Data to process below:

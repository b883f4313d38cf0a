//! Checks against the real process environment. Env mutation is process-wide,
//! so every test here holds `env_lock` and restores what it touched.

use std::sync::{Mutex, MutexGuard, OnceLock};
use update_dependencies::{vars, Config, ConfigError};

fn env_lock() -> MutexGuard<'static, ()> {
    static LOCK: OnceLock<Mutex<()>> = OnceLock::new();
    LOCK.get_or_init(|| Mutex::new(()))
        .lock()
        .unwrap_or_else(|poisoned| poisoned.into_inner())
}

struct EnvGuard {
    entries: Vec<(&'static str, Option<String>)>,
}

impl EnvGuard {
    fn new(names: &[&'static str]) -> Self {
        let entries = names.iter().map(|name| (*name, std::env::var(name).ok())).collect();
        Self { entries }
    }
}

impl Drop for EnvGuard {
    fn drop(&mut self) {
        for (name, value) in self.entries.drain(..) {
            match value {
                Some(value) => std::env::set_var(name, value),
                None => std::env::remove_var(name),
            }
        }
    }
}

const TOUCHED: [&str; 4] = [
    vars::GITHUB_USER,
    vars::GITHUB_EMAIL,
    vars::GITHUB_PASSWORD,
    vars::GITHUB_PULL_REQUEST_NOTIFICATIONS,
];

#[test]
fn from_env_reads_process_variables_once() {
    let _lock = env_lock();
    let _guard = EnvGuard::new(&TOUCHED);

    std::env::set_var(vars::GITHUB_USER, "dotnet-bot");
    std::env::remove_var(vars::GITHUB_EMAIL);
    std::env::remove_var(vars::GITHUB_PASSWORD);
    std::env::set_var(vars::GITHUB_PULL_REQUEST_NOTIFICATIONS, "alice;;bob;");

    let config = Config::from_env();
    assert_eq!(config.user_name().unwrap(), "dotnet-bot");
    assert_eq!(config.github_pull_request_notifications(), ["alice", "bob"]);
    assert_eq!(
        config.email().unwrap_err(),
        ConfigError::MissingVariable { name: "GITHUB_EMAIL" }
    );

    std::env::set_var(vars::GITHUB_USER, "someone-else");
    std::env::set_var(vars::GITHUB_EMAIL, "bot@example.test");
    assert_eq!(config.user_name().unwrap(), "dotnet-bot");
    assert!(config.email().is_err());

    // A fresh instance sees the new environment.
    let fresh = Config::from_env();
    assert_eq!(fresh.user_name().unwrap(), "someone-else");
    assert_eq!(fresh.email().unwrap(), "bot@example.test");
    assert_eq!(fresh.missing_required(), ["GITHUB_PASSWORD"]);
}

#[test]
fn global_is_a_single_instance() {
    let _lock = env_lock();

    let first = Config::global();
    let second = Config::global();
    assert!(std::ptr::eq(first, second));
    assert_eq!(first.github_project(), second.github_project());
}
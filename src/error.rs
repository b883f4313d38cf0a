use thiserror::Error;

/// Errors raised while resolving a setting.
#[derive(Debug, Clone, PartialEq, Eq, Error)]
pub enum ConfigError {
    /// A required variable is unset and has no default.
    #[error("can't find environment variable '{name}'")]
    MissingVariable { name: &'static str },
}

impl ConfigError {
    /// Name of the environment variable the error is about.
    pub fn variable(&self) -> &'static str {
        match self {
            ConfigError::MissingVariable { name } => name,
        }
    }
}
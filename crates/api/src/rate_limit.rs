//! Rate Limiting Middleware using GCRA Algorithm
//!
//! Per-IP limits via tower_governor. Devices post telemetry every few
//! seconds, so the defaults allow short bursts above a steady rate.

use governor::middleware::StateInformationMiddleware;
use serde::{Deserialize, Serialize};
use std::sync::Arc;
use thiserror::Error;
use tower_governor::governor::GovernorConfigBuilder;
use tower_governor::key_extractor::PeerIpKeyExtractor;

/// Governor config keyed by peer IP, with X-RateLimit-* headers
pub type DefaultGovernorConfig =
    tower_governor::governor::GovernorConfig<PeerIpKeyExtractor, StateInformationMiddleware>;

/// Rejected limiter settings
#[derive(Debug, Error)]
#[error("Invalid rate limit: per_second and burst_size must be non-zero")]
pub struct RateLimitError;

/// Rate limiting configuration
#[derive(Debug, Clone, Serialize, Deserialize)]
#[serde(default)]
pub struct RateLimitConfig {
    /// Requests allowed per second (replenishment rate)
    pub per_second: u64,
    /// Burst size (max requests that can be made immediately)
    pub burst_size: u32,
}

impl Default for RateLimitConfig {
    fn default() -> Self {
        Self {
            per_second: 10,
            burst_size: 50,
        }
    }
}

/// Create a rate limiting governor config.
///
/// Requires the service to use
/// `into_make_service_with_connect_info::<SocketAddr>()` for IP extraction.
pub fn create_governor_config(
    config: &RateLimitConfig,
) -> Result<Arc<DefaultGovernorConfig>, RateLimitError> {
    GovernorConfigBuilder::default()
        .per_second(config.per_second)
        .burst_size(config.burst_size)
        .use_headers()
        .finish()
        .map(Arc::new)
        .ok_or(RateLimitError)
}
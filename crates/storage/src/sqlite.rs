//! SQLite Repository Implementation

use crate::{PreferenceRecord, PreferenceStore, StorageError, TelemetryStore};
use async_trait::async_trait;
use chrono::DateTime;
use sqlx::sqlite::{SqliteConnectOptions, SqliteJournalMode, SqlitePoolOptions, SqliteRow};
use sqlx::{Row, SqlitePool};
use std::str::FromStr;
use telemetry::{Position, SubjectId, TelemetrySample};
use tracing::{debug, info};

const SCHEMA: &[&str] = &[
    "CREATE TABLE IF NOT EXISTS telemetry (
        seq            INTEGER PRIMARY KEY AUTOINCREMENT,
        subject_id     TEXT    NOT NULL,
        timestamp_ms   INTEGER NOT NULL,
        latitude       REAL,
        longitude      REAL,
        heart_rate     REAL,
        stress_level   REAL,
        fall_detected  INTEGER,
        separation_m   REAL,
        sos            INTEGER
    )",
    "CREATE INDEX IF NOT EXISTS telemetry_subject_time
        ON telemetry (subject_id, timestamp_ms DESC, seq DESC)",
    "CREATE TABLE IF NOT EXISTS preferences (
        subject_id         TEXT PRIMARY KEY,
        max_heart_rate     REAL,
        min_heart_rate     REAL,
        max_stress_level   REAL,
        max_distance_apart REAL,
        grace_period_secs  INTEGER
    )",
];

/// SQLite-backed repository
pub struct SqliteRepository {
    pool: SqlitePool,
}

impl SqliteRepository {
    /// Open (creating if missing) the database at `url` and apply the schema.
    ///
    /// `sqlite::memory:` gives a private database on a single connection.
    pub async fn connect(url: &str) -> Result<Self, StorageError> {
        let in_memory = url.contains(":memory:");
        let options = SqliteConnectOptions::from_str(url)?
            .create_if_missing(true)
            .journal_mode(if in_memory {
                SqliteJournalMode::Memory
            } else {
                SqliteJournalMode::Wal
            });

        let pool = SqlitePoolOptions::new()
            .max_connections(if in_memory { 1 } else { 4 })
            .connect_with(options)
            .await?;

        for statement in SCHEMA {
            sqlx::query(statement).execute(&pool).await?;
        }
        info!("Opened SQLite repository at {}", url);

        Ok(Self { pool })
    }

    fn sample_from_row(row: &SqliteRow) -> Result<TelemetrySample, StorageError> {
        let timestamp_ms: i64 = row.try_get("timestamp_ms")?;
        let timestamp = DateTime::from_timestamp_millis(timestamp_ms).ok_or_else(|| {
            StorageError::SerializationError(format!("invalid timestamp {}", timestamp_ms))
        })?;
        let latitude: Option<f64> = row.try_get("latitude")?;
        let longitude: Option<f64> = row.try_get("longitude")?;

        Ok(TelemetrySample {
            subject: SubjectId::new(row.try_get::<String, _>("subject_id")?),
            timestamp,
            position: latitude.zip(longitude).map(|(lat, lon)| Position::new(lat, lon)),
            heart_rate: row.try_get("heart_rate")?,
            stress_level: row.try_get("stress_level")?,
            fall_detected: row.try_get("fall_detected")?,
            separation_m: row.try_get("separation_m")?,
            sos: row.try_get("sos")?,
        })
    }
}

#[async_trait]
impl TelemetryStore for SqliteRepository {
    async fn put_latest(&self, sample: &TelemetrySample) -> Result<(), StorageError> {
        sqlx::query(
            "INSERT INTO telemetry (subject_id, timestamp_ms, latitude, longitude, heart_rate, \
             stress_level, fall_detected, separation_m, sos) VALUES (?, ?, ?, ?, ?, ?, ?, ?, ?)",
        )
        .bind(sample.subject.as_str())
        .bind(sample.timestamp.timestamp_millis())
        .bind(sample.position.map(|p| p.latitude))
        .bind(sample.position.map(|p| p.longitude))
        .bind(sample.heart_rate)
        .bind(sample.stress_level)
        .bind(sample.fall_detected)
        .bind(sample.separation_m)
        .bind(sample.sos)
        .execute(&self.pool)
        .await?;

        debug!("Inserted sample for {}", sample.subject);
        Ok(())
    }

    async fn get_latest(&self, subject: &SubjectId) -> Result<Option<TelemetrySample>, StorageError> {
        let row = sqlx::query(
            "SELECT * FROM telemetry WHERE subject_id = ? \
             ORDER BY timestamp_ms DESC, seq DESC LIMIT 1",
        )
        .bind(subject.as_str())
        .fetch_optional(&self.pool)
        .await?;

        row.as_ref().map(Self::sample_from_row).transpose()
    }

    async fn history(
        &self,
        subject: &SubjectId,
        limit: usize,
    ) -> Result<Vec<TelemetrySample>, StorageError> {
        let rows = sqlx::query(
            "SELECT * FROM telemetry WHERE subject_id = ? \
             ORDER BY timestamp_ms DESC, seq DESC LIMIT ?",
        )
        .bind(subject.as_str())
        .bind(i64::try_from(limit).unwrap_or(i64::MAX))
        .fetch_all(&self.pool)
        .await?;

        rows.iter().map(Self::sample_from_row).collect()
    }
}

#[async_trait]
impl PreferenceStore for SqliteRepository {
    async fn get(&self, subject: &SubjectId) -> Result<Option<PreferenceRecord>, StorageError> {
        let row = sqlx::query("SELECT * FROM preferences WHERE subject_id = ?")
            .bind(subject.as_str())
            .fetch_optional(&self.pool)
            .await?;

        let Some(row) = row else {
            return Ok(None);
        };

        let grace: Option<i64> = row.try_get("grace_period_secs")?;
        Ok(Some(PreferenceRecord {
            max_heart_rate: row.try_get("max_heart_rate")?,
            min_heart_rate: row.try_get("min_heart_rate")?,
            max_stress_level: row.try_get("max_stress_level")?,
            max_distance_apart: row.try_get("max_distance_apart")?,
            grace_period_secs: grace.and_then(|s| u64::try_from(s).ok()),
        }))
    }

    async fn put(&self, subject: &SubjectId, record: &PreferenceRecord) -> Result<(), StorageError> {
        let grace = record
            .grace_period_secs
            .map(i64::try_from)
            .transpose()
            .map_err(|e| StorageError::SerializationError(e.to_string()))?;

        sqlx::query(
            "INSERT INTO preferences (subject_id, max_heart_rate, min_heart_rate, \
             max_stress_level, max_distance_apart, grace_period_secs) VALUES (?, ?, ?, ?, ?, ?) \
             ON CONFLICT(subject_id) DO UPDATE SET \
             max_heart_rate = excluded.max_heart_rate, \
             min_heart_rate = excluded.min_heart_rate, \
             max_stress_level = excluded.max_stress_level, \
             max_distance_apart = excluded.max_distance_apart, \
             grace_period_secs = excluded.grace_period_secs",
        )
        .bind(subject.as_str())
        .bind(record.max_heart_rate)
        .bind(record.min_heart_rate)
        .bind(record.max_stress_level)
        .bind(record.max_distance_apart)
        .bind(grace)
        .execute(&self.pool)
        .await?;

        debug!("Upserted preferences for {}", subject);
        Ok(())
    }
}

End of Data to process.

* _Task statement_
When you reach the line that contains "let _guard = EnvGuard::new(&TOUCHED);", stop; that line and every line before it, from the very first line of the data, should be restated word for word.

* _Completed exercise_
repository b883f4313d38cf0a
//! Checks against the real process environment. Env mutation is process-wide,
//! so every test here holds `env_lock` and restores what it touched.

use std::sync::{Mutex, MutexGuard, OnceLock};
use update_dependencies::{vars, Config, ConfigError};

fn env_lock() -> MutexGuard<'static, ()> {
    static LOCK: OnceLock<Mutex<()>> = OnceLock::new();
    LOCK.get_or_init(|| Mutex::new(()))
        .lock()
        .unwrap_or_else(|poisoned| poisoned.into_inner())
}

struct EnvGuard {
    entries: Vec<(&'static str, Option<String>)>,
}

impl EnvGuard {
    fn new(names: &[&'static str]) -> Self {
        let entries = names.iter().map(|name| (*name, std::env::var(name).ok())).collect();
        Self { entries }
    }
}

impl Drop for EnvGuard {
    fn drop(&mut self) {
        for (name, value) in self.entries.drain(..) {
            match value {
                Some(value) => std::env::set_var(name, value),
                None => std::env::remove_var(name),
            }
        }
    }
}

const TOUCHED: [&str; 4] = [
    vars::GITHUB_USER,
    vars::GITHUB_EMAIL,
    vars::GITHUB_PASSWORD,
    vars::GITHUB_PULL_REQUEST_NOTIFICATIONS,
];

#[test]
fn from_env_reads_process_variables_once() {
    let _lock = env_lock();
    let _guard = EnvGuard::new(&TOUCHED);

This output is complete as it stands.